Christoph Jentzsch, a theoretical physicist and early Ethereum contributor, co-founded Sloc.it in 2015 to enable decentralized sharing economy through blockchain and IoT integration. After learning hard lessons from the failed DAO project, he pivoted to building software that sits on top of IoT devices (like smart locks and EV charging stations), allowing asset owners to receive payments via smart contracts. The company raised $2M in seed funding in early 2017 and deployed its solution on over 1,000 EV charging stations.
BigchainDB, founded by Bruce Poon, is a blockchain database platform designed to handle data-driven enterprise use cases that Bitcoin and Ethereum cannot efficiently support. Currently serving 5-10 customers at $5-10k/month with $50-60k MRR (targeting $100k by year-end), the company has raised $6 million and employs 20 people (mostly PhDs) to solve supply chain tracking, regulatory compliance, and data provenance problems across industries like pharmaceuticals, energy, and automotive.
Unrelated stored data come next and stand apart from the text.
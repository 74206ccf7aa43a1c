use crate::{Coercion, ParseError, PropertyValue};
use crate::{colon_grammar, dual_unit_grammar, equals_grammar};
use once_cell::sync::Lazy;
use regex::Regex;
use serde::{Deserialize, Serialize};
use std::fmt;
use std::str::FromStr;

/// Line convention used inside `[Section] Summary` blocks.
///
/// Each planner vintage printed its statistics differently, so the grammar
/// is picked per invocation rather than hard-coded.
#[derive(Debug, Clone, Copy, PartialEq, Eq, Hash, Serialize, Deserialize)]
#[serde(rename_all = "kebab-case")]
pub enum Grammar {
    /// `[Block] Label - description: value unit`
    LegacyColon,
    /// `[Block] Label = value unit | comment`
    EqualsPipe,
    /// `[Block] Label - description: value ms (value ns)`
    DualUnit,
}

impl Grammar {
    pub const ALL: [Grammar; 3] = [Grammar::LegacyColon, Grammar::EqualsPipe, Grammar::DualUnit];

    pub fn name(self) -> &'static str {
        match self {
            Grammar::LegacyColon => "legacy-colon",
            Grammar::EqualsPipe => "equals-pipe",
            Grammar::DualUnit => "dual-unit",
        }
    }

    /// Ordered sub-patterns; the first one that matches a line claims it.
    pub fn rules(self) -> &'static [SubPattern] {
        match self {
            Grammar::LegacyColon => colon_grammar::RULES.as_slice(),
            Grammar::EqualsPipe => equals_grammar::RULES.as_slice(),
            Grammar::DualUnit => dual_unit_grammar::RULES.as_slice(),
        }
    }

    /// (total, parallel) pairs the scanner turns into time spent outside the
    /// parallel region.
    pub fn seq_out_pairs(self) -> &'static [SeqOut] {
        match self {
            Grammar::LegacyColon => colon_grammar::SEQ_OUT,
            Grammar::EqualsPipe => equals_grammar::SEQ_OUT,
            Grammar::DualUnit => dual_unit_grammar::SEQ_OUT,
        }
    }
}

impl fmt::Display for Grammar {
    fn fmt(&self, f: &mut fmt::Formatter<'_>) -> fmt::Result {
        f.write_str(self.name())
    }
}

impl FromStr for Grammar {
    type Err = ParseError;

    fn from_str(s: &str) -> Result<Self, Self::Err> {
        Grammar::ALL
            .into_iter()
            .find(|g| g.name() == s)
            .ok_or_else(|| ParseError::UnknownGrammar(s.to_string()))
    }
}

/// One named capture group of a sub-pattern and the key suffix it feeds.
#[derive(Debug, Clone, Copy)]
pub struct Capture {
    pub group: &'static str,
    pub suffix: &'static str,
    pub coercion: Coercion,
}

impl Capture {
    pub const fn new(group: &'static str, suffix: &'static str, coercion: Coercion) -> Self {
        Self {
            group,
            suffix,
            coercion,
        }
    }
}

/// A section body line pattern. Optional groups that did not participate
/// in the match are skipped; any present group that fails to coerce turns
/// the whole line into a non-match.
#[derive(Debug, Clone)]
pub struct SubPattern {
    regex: Regex,
    captures: Vec<Capture>,
}

impl SubPattern {
    pub fn new(pattern: &str, captures: Vec<Capture>) -> Result<Self, regex::Error> {
        Ok(Self {
            regex: Regex::new(pattern)?,
            captures,
        })
    }

    pub fn suffixes(&self) -> impl Iterator<Item = &'static str> + '_ {
        self.captures.iter().map(|c| c.suffix)
    }

    pub fn apply(&self, line: &str) -> Option<Vec<(&'static str, PropertyValue)>> {
        let caps = self.regex.captures(line)?;
        let mut values = Vec::with_capacity(self.captures.len());

        for capture in &self.captures {
            if let Some(m) = caps.name(capture.group) {
                values.push((capture.suffix, capture.coercion.apply(m.as_str())?));
            }
        }

        if values.is_empty() {
            None
        } else {
            Some(values)
        }
    }
}

/// `out = max(0, total - par)`, all three being key suffixes.
#[derive(Debug, Clone, Copy)]
pub struct SeqOut {
    pub total: &'static str,
    pub par: &'static str,
    pub out: &'static str,
}

static SECTION_HEADER: Lazy<Regex> =
    Lazy::new(|| Regex::new(r"^\[(?P<name>[^\]]+)\]\s+Summary$").expect("static regex must compile"));

// Detection only looks at statistics block lines, so trailing `[Total]` or
// `[Search]` lines after the last summary never vote.
static EQUALS_PIPE_LINE: Lazy<Regex> = Lazy::new(|| {
    Regex::new(r"^\[(?:ProgramStatistics|AggregatedRule\w*)\]\s+\w+\s*=\s*\S+.*\|")
        .expect("static regex must compile")
});

static DUAL_UNIT_LINE: Lazy<Regex> = Lazy::new(|| {
    Regex::new(r"^\[(?:ProgramStatistics|AggregatedRule\w*)\].*:\s*\d+\s*ms\s*\(\s*\d+\s*ns\)$")
        .expect("static regex must compile")
});

static COLON_LINE: Lazy<Regex> = Lazy::new(|| {
    Regex::new(r"^\[(?:ProgramStatistics|AggregatedRule\w*)\].*:\s*\S+")
        .expect("static regex must compile")
});

/// Returns the section title if `line` (already trimmed) is a
/// `[Title] Summary` header.
pub fn section_header(line: &str) -> Option<&str> {
    SECTION_HEADER
        .captures(line)
        .and_then(|caps| caps.name("name"))
        .map(|m| m.as_str())
}

/// Guesses the grammar from the body lines of `[..] Summary` blocks.
///
/// Equals-pipe wins over dual-unit, which wins over legacy-colon. Returns
/// `None` when the log has no section bodies at all.
pub fn detect_grammar(text: &str) -> Option<Grammar> {
    let mut in_section = false;
    let mut seen_colon = false;
    let mut seen_dual = false;

    for line in text.lines().map(str::trim) {
        if line.is_empty() {
            continue;
        }
        if section_header(line).is_some() {
            in_section = true;
            continue;
        }
        if !in_section {
            continue;
        }

        if EQUALS_PIPE_LINE.is_match(line) {
            return Some(Grammar::EqualsPipe);
        }
        if DUAL_UNIT_LINE.is_match(line) {
            seen_dual = true;
        } else if COLON_LINE.is_match(line) {
            seen_colon = true;
        }
    }

    if seen_dual {
        Some(Grammar::DualUnit)
    } else if seen_colon {
        Some(Grammar::LegacyColon)
    } else {
        None
    }
}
Attraction is an industrial IoT and SaaS platform that helps frontline workers and maintenance managers predict and prevent machinery breakdowns through sensor monitoring and asset management software. The company grew from $10,000 MRR a year ago to $100,000 MRR today (10x growth), with 100 customers managing approximately 4,000 sensors across industries like aerospace. They raised a $3.7M seed round at a $15-20M valuation and are experiencing strong unit economics with 118% net dollar retention.
Cerebrum X is an AI-powered connected vehicle data platform that processes telematics data from vehicles and uses machine learning to extract insights like driving behavior for insurance companies, fleet operators, and aftermarket warranty companies. Founded in July 2020 by Sandeep Ranjani and three other co-founders, the company bootstrapped for 8-9 months before raising a $5.5M Series A in March 2021. With 7 customers (including a top-3 North American insurer and Azuga, a Bridgestone subsidiary), they reached a $600K ARR run rate within 4 months of going live in June 2022 and expect to hit $1.2M ARR by end of 2022.